**WHAT THE TASK REQUIRES:** Report the number of lines in the data below where the string "keys" shows up, and only that number.

── SUPPLIED DATA

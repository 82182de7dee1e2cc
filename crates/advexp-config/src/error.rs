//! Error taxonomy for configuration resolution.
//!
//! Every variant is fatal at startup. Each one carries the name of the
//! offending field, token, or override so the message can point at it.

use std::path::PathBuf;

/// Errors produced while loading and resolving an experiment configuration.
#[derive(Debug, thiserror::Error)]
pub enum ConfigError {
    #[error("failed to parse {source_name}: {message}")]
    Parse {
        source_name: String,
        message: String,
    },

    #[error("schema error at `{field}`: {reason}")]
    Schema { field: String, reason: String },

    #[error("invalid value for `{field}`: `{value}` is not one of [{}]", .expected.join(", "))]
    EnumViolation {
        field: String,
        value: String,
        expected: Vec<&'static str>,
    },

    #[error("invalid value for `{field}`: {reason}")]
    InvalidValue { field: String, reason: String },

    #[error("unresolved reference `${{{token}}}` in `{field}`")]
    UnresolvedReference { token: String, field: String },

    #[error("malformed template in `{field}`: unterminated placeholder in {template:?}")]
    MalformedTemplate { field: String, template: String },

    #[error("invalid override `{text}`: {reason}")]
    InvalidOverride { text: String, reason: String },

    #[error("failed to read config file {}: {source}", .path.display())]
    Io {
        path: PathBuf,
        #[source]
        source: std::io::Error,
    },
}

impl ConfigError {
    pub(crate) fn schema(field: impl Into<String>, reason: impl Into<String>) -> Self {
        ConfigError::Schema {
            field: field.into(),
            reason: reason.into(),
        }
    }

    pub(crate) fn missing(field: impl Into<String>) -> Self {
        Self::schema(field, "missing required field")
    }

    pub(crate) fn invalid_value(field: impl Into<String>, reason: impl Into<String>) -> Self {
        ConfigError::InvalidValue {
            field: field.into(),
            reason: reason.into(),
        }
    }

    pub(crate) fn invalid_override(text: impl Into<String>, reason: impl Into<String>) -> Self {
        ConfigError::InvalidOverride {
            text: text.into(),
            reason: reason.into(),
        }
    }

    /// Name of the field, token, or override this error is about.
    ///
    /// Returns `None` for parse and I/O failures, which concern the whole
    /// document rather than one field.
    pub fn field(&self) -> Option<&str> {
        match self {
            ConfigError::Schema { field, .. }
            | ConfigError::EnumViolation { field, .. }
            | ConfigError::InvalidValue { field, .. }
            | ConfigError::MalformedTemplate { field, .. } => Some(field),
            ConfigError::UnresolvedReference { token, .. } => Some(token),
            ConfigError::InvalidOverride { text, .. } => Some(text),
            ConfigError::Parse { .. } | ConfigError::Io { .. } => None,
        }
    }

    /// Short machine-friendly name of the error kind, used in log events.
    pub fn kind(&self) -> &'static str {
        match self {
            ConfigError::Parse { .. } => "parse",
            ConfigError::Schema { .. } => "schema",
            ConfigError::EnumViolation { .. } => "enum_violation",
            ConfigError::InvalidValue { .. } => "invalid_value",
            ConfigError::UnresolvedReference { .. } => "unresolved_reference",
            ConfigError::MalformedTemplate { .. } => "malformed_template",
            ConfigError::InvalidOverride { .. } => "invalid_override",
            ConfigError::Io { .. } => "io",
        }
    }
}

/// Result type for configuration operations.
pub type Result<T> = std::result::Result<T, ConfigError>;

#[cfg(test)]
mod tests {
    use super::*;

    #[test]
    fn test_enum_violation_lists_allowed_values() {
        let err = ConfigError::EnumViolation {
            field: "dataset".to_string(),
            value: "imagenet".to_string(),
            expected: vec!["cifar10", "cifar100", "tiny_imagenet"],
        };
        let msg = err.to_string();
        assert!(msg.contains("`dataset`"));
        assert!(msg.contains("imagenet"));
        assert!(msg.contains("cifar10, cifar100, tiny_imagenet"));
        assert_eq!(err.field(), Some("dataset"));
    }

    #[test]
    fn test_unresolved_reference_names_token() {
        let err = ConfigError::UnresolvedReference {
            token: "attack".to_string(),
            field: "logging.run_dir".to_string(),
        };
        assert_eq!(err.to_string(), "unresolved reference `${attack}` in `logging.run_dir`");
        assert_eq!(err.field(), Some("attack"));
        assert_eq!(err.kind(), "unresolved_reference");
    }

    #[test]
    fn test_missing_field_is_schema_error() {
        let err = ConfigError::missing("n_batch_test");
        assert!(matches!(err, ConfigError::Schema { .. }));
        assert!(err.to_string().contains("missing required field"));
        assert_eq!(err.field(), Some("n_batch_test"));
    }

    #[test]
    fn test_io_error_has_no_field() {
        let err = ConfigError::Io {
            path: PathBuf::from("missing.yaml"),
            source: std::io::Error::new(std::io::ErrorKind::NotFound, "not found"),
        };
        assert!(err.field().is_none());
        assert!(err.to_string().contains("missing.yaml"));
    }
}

────
── SUPPLIED DATA

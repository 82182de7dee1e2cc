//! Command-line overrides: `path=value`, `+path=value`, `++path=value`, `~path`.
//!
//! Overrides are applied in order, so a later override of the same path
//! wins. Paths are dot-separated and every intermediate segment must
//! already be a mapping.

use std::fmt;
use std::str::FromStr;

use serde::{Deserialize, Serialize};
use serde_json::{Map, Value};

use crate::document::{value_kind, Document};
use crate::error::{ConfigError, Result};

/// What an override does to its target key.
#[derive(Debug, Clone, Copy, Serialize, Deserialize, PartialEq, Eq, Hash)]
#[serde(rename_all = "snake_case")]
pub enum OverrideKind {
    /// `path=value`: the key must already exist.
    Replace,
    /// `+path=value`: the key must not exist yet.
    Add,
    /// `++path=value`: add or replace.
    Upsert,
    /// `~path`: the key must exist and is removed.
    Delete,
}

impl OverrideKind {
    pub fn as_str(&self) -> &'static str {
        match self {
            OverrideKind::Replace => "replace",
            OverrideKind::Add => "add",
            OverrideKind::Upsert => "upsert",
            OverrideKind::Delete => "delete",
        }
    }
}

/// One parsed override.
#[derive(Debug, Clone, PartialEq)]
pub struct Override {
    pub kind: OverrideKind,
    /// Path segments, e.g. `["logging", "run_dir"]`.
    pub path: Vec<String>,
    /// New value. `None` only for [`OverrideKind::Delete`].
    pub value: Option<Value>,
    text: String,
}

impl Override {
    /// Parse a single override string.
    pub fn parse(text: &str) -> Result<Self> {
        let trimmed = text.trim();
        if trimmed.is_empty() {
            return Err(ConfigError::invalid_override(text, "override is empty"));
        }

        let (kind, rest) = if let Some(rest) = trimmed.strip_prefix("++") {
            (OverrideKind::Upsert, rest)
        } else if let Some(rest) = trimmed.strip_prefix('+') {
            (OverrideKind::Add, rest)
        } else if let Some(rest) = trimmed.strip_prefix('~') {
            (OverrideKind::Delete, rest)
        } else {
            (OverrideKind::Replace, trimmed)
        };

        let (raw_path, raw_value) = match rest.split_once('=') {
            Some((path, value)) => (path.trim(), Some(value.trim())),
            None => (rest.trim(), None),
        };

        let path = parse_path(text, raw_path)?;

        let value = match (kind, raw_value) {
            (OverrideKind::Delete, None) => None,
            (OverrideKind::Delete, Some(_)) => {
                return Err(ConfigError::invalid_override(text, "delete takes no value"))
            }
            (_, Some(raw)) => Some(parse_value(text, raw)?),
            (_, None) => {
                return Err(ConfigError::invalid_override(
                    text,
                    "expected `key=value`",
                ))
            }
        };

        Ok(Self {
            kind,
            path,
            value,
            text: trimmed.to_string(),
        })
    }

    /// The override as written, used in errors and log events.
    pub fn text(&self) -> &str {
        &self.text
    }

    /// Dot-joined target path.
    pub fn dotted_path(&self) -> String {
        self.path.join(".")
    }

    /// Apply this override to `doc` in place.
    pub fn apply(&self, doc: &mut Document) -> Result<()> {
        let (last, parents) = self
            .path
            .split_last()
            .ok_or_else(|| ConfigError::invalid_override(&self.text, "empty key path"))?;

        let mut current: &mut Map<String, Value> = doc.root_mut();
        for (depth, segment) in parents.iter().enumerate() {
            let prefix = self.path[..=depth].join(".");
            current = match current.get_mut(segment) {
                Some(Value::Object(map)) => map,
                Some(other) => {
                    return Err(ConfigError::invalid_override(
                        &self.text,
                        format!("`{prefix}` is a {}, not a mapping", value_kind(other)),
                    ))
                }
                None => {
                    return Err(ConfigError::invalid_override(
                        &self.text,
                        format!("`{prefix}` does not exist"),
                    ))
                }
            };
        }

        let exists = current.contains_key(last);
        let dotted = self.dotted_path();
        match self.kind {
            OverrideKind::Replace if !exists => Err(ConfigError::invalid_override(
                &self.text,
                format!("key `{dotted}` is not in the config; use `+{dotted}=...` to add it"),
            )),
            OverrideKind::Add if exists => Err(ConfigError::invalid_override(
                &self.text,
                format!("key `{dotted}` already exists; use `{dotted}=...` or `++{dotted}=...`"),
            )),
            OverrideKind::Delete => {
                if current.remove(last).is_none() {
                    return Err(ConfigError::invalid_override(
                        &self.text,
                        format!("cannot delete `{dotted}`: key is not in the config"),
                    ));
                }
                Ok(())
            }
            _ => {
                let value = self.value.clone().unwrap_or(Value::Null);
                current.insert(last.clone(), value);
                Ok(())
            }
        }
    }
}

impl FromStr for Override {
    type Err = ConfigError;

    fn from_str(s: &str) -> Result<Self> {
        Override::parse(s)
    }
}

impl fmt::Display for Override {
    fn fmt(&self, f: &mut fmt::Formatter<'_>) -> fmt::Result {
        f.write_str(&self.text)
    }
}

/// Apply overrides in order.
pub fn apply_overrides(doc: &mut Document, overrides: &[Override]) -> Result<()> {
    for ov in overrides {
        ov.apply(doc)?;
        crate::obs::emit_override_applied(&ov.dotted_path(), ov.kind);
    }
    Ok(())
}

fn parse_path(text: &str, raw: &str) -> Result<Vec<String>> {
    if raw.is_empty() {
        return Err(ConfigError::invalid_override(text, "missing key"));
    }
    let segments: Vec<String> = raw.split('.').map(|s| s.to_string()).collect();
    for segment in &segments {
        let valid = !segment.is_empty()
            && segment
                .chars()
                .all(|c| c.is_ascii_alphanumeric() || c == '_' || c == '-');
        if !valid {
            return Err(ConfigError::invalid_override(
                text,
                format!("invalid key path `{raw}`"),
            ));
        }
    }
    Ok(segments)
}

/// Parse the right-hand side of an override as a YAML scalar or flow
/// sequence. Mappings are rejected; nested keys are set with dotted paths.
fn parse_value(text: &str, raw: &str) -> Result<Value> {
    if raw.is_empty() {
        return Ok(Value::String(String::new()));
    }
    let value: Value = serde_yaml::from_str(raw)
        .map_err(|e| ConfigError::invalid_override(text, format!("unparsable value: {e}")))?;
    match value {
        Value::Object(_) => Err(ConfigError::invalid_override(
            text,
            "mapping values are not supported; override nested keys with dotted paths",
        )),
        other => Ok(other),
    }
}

────

**EXPECTED OUTPUT:** 2